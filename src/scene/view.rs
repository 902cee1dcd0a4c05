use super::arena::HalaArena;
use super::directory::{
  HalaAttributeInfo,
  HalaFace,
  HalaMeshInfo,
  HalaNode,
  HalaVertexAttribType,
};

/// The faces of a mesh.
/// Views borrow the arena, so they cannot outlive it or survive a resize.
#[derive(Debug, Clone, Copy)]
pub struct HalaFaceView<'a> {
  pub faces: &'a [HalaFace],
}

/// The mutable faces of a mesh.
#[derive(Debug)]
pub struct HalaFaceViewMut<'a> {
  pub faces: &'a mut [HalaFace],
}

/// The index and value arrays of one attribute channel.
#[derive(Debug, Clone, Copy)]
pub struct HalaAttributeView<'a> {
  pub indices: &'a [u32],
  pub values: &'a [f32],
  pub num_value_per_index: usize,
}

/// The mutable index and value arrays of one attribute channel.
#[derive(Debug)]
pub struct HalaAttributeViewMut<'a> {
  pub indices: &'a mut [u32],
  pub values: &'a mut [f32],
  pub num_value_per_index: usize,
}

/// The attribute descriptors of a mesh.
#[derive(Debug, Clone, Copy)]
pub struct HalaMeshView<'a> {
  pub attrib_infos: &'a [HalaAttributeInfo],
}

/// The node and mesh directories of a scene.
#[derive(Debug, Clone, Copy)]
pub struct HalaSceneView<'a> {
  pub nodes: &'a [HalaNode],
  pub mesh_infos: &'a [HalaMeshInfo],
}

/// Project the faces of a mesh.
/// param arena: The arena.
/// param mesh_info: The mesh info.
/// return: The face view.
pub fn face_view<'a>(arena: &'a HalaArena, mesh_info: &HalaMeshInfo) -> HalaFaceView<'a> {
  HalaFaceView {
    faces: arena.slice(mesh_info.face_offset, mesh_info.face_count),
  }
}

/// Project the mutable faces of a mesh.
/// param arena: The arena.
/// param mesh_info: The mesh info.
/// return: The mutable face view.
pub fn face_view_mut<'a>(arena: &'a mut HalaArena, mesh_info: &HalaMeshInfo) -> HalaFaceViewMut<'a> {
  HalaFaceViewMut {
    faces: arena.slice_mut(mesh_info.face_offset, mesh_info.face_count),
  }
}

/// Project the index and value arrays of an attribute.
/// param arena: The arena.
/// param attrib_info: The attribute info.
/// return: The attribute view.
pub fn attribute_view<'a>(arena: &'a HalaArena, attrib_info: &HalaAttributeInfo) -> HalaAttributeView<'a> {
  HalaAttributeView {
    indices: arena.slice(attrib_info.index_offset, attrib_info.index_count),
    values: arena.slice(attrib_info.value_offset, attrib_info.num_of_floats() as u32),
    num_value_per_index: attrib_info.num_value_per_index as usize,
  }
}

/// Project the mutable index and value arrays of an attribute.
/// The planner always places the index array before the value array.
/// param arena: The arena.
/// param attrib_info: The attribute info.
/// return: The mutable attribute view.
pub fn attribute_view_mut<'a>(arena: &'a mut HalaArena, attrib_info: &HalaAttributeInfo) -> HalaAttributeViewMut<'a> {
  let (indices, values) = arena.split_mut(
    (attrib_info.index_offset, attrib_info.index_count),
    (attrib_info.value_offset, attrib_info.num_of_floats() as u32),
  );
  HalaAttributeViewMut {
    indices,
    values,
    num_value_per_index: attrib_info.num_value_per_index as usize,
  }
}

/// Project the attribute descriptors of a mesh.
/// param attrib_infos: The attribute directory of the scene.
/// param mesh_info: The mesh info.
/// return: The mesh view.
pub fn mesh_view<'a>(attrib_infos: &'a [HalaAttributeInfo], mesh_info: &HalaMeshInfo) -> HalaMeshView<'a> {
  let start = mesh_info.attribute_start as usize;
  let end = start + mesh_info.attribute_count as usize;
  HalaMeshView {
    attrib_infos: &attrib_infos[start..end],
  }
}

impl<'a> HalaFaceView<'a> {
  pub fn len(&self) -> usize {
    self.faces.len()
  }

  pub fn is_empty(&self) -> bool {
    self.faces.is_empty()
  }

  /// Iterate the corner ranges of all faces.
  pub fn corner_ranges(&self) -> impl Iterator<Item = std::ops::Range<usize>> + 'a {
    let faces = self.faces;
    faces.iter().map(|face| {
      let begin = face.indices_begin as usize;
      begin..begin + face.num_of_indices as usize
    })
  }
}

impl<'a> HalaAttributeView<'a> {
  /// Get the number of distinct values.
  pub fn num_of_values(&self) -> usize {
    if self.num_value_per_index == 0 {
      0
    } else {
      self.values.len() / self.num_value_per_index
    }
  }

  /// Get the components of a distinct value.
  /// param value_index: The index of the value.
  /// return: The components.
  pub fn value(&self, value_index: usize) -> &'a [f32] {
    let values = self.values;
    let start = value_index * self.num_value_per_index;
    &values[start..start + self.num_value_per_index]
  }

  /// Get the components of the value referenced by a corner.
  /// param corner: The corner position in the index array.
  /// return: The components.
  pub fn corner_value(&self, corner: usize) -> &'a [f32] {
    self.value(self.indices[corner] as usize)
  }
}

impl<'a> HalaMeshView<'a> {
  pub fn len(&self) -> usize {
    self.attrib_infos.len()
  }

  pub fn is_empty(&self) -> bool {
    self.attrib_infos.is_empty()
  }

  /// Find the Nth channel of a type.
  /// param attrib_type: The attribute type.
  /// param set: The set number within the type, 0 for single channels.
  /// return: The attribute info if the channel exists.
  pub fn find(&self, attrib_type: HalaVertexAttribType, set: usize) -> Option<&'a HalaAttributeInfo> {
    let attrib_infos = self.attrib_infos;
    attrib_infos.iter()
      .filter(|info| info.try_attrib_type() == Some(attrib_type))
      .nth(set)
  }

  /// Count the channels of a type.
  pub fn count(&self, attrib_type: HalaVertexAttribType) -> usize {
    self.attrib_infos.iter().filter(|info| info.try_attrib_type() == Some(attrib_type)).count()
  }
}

Exercise directions - Only the number is wanted: how many lines in the entries above include the word "HalaAttributeViewMut"?

Answer section - 3